Повторная сортировка, также известная как антигенный сдвиг , позволяет новым вирусам развиваться как в естественных условиях, так и в искусственных культурах. [2] Повторная сортировка происходит аналогично событиям кроссовера хромосом, поскольку два разных вирусных штамма могут вступать в контакт и передавать часть своей генетической информации. Это событие кроссинговера создает смесь двух вирусных штаммов, которые могут реплицироваться как один гибридный вирус, который проявляет черты обоих исходных вирусов. [3]Механизм эволюционной силы антигенного сдвига позволяет вирусам гриппа обмениваться генами со штаммами, которые инфицируют разные виды. В соответствии с этим механизмом вирус гриппа человека может обмениваться генами с птичьим штаммом, и именно так возникают пандемические штаммы. С 1900 года произошло три пандемии, вызванных антигенным сдвигом, и это может так же легко повториться снова. [4] Фактически, эволюция вируса H2N2 в 1957 году считается результатом реассортации. [2] В этом случае штаммы человеческого H1N1 и гены птичьего гриппа A были смешаны. [2] Заражение культур тканей может продемонстрировать, насколько патогенныкачества могут развиваться у определенного вида, даже если реассортированный вирус может быть непатогенным для другого вида. [2] Ярким примером эволюции в естественных условиях является пересортировка двух штаммов птичьего гриппа, которые были обнаружены у мертвых тюленей еще в 1979 году. [2]

Дрейф [ править ]

Новые вирусы также могут появляться в результате дрейфа. Дрейф может относиться к генетическому или антигенному дрейфу. [2] Мутация и отбор наиболее выгодной разновидности вируса происходят во время этой формы эволюции. [2] Антигенные мутанты могут быстро развиваться из-за высокой скорости мутации вирусов. Причина антигенного дрейфа кроется в механизмах самого синтеза РНК. Мутации возникают очень легко просто из-за подверженной ошибкам РНК-полимеразы.и отсутствие механизмов корректуры.

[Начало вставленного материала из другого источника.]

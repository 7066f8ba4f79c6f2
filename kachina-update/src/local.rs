//! Local installation scanning
//!
//! Hashes the on-disk files a target manifest cares about, producing the
//! local half of the diff. Hashing yields to the runtime between chunks
//! so a large tree never starves the executor.

use std::collections::HashMap;
use std::path::Path;

use tokio::io::AsyncReadExt;
use tracing::{debug, trace};

use kachina_format::{Hash, HashAlgorithm, Hasher, Manifest, paths};

use crate::error::{Result, UpdateError};

/// Read chunk size while hashing
const CHUNK_SIZE: usize = 1 << 20;

/// Cooperative yield cadence in bytes
const YIELD_EVERY: u64 = 8 << 20;

/// Hashes of the local files matching manifest entries
#[derive(Debug, Default)]
pub struct LocalState {
    /// Normalized relative path to on-disk content hash
    pub hashes: HashMap<String, Hash>,
    /// Entries skipped because they sit under a preserved prefix
    pub preserved: Vec<String>,
}

/// Hash every on-disk file the manifest references
///
/// Paths under a preserved prefix that already exist locally are never
/// hashed or replaced; they are user data. Missing files simply produce
/// no entry.
pub async fn scan_local(
    dir: &Path,
    manifest: &Manifest,
    preserved_prefixes: &[String],
) -> Result<LocalState> {
    let algorithm = manifest.algorithm().unwrap_or(HashAlgorithm::Md5);
    let mut state = LocalState::default();

    for entry in &manifest.hashed {
        let os_path = paths::to_os_path(dir, &entry.file_name);
        let exists = os_path.is_file();

        if exists && is_preserved(&entry.file_name, preserved_prefixes) {
            trace!("preserving user data: {}", entry.file_name);
            state.preserved.push(entry.file_name.clone());
            continue;
        }
        if !exists {
            continue;
        }

        let hash = if entry.installer {
            // The updater compares over index-stripped bytes, the same
            // normalization its manifest hash was computed under.
            hash_installer_image(&os_path, algorithm).await?
        } else {
            hash_file_yielding(&os_path, algorithm).await?
        };
        state.hashes.insert(entry.file_name.clone(), hash);
    }

    debug!(
        "scanned {dir:?}: {} hashed, {} preserved",
        state.hashes.len(),
        state.preserved.len()
    );
    Ok(state)
}

/// Whether a normalized path sits under any preserved prefix
pub fn is_preserved(file_name: &str, prefixes: &[String]) -> bool {
    prefixes.iter().any(|prefix| {
        file_name == prefix
            || file_name
                .strip_prefix(prefix.as_str())
                .is_some_and(|rest| rest.starts_with('/'))
    })
}

/// Hash a file in chunks, yielding to the runtime every few MiB
pub async fn hash_file_yielding(path: &Path, algorithm: HashAlgorithm) -> Result<Hash> {
    let mut file = tokio::fs::File::open(path)
        .await
        .map_err(|e| UpdateError::filesystem(path, e))?;
    let mut hasher = Hasher::new(algorithm);
    let mut buf = vec![0u8; CHUNK_SIZE];
    let mut since_yield = 0u64;

    loop {
        let n = file
            .read(&mut buf)
            .await
            .map_err(|e| UpdateError::filesystem(path, e))?;
        if n == 0 {
            break;
        }
        hasher.update(&buf[..n]);
        since_yield += n as u64;
        if since_yield >= YIELD_EVERY {
            since_yield = 0;
            tokio::task::yield_now().await;
        }
    }
    Ok(hasher.finalize())
}

/// Hash an updater image over index-stripped bytes
async fn hash_installer_image(path: &Path, algorithm: HashAlgorithm) -> Result<Hash> {
    let path = path.to_path_buf();
    tokio::task::spawn_blocking(move || -> Result<Hash> {
        let mut bytes =
            std::fs::read(&path).map_err(|e| UpdateError::filesystem(&path, e))?;
        kachina_format::strip_embedded_index(&mut bytes)?;
        let mut hasher = Hasher::new(algorithm);
        hasher.update(&bytes);
        Ok(hasher.finalize())
    })
    .await
    .map_err(|_| UpdateError::Cancelled)?
}

/// Probe whether a target path can be opened for exclusive writing
///
/// A file another process holds open for execution or with a write lock
/// fails the probe; the planner surfaces those instead of destroying a
/// half-writable installation later.
pub fn probe_writable(path: &Path) -> bool {
    if !path.exists() {
        // Missing files are writable if their parent is.
        return path
            .parent()
            .is_some_and(|parent| parent.as_os_str().is_empty() || parent.exists());
    }
    std::fs::OpenOptions::new()
        .write(true)
        .append(true)
        .open(path)
        .is_ok()
}

#[cfg(test)]
mod tests {
    use pretty_assertions::assert_eq;

    use super::*;
    use kachina_format::HashedFile;

    fn manifest_with(names: &[(&str, &[u8])]) -> Manifest {
        Manifest {
            tag_name: "1.0.0".to_string(),
            hashed: names
                .iter()
                .map(|(name, data)| HashedFile {
                    file_name: (*name).to_string(),
                    size: data.len() as u64,
                    hash: Hash::digest(HashAlgorithm::Md5, data),
                    installer: false,
                })
                .collect(),
            ..Default::default()
        }
    }

    #[tokio::test]
    async fn test_scan_hashes_matching_files() {
        let dir = tempfile::tempdir().unwrap();
        std::fs::write(dir.path().join("a.txt"), b"alpha").unwrap();

        let manifest = manifest_with(&[("a.txt", b"alpha"), ("missing.txt", b"nope")]);
        let state = scan_local(dir.path(), &manifest, &[]).await.unwrap();

        assert_eq!(state.hashes.len(), 1);
        assert_eq!(
            state.hashes["a.txt"],
            Hash::digest(HashAlgorithm::Md5, b"alpha")
        );
    }

    #[tokio::test]
    async fn test_preserved_prefix_skips_existing() {
        let dir = tempfile::tempdir().unwrap();
        std::fs::create_dir_all(dir.path().join("saves")).unwrap();
        std::fs::write(dir.path().join("saves/slot1.dat"), b"user data").unwrap();

        let manifest = manifest_with(&[("saves/slot1.dat", b"shipped default")]);
        let state = scan_local(dir.path(), &manifest, &["saves".to_string()])
            .await
            .unwrap();

        assert!(state.hashes.is_empty());
        assert_eq!(state.preserved, vec!["saves/slot1.dat".to_string()]);
    }

    #[test]
    fn test_is_preserved_matches_whole_components() {
        let prefixes = vec!["saves".to_string()];
        assert!(is_preserved("saves/slot1.dat", &prefixes));
        assert!(is_preserved("saves", &prefixes));
        assert!(!is_preserved("saves2/slot1.dat", &prefixes));
    }

    #[test]
    fn test_probe_writable() {
        let dir = tempfile::tempdir().unwrap();
        let path = dir.path().join("file.bin");
        std::fs::write(&path, b"data").unwrap();
        assert!(probe_writable(&path));
        assert!(probe_writable(&dir.path().join("new-file.bin")));
    }
}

Эти мутации приводят к незначительным изменениям в генах HA и NA, что полностью меняет инфекционные возможности вируса. Эти изменения открывают почти безграничные возможности для возникновения новых вирусных штаммов [3], и именно антигенный дрейф генов HA и NA позволяет вирусу инфицировать людей, которые получают вакцины от других штаммов вируса. [5] Эта эволюция происходит под давлением антител или реакций иммунной системы. [2]

Передача [ править ]

Виды и барьеры [ править ]

Передача или то, как вирус гриппа передается от одного вида к другому, варьируется. Существуют барьеры, препятствующие передаче вируса между некоторыми видами, от высокой до низкой. Например, нет прямого пути между людьми и птицами. [2] Свиньи, однако, служат открытой дорогой. У них есть ограниченный барьер для распространения вируса. [2] Таким образом, свиньи относительно легко действуют как доноры вируса. [ необходима цитата ]

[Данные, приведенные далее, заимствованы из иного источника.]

//! Remote package reader
//!
//! Parses a package hosted behind an HTTP range server into the same
//! header view the local self-reader produces, without ever downloading
//! the payload region. Discovery is two or three small range requests:
//! the first 256 bytes (enough when the stub plus footer fit), otherwise
//! a suffix window for the footer, then the segment region.

use tracing::debug;

use kachina_format::{Footer, ParsedPackage};

use crate::client::HttpClient;
use crate::error::{Error, Result};

/// First-request probe size; covers footer-only and tiny-stub packages
const HEAD_PROBE_LEN: u64 = 256;

/// Suffix window requested when the probe does not hold the footer
const TAIL_WINDOW: u64 = 4096;

/// A package parsed over HTTP ranges
#[derive(Debug, Clone)]
pub struct RemotePackage {
    url: String,
    parsed: ParsedPackage,
}

impl RemotePackage {
    /// Discover and parse a remote package header
    pub async fn open(client: &HttpClient, url: &str) -> Result<Self> {
        let (head, total) = client.get_range_with_total(url, 0, HEAD_PROBE_LEN).await?;

        let footer = if total <= HEAD_PROBE_LEN {
            // The whole file fit in the probe.
            Footer::locate(&head)?
        } else {
            let tail_len = TAIL_WINDOW.min(total);
            let (tail, _) = client.get_suffix(url, tail_len).await?;
            Footer::locate(&tail)?
        };
        footer.check_against_file(total)?;
        debug!("remote footer located: {footer:?}, file size {total}");

        let (region_start, region_end) = footer.segment_region();
        let region = client
            .get_range(url, region_start, region_end - region_start)
            .await?;

        let parsed = ParsedPackage::from_parts(footer, &region, total)?;
        Ok(Self {
            url: url.to_string(),
            parsed,
        })
    }

    /// URL the package was opened from
    pub fn url(&self) -> &str {
        &self.url
    }

    /// The parsed header view
    pub fn parsed(&self) -> &ParsedPackage {
        &self.parsed
    }

    /// Absolute `(offset, size)` of a payload for range fetches
    pub fn payload_range(&self, name: &str) -> Result<(u64, u64)> {
        self.parsed
            .payload_range(name)
            .ok_or_else(|| Error::Format(kachina_format::Error::payload_not_found(name)))
    }

    /// Download a whole payload into memory
    pub async fn read_payload(&self, client: &HttpClient, name: &str) -> Result<Vec<u8>> {
        let (offset, size) = self.payload_range(name)?;
        Ok(client.get_range(&self.url, offset, size).await?.to_vec())
    }
}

Географические различия [ править ]

Филогенетические карты - это графическое изображение географических взаимоотношений между видами. Они указывают на то, что географические различия минимально влияют на вирус гриппа человека. [1] Однако и свиной, и птичий грипп, по-видимому, географически зависимы. [1] Все три группы (птицы, свиньи и люди) имеют хронологические различия. Вирус человеческого гриппа сохраняется только у людей, что означает, что он не распространяется на другие виды. [1] Возникают некоторые линии и подлинии вируса, которые могут быть более распространены в определенных местах. Например, многие вспышки гриппа человека начинаются в Юго-Восточной Азии. [2]

Филогенетический анализ [ править ]

Филогенетический анализ может помочь определить прошлые вирусы и их структуру, а также определить общего предка вируса. Предыдущие исследования показали, что птичий вирус распространился на свиней, а затем и на людей примерно 100 лет назад. [2] Это привело к дальнейшему развитию человеческих родословных, которые стали более заметными и стабильными. [2]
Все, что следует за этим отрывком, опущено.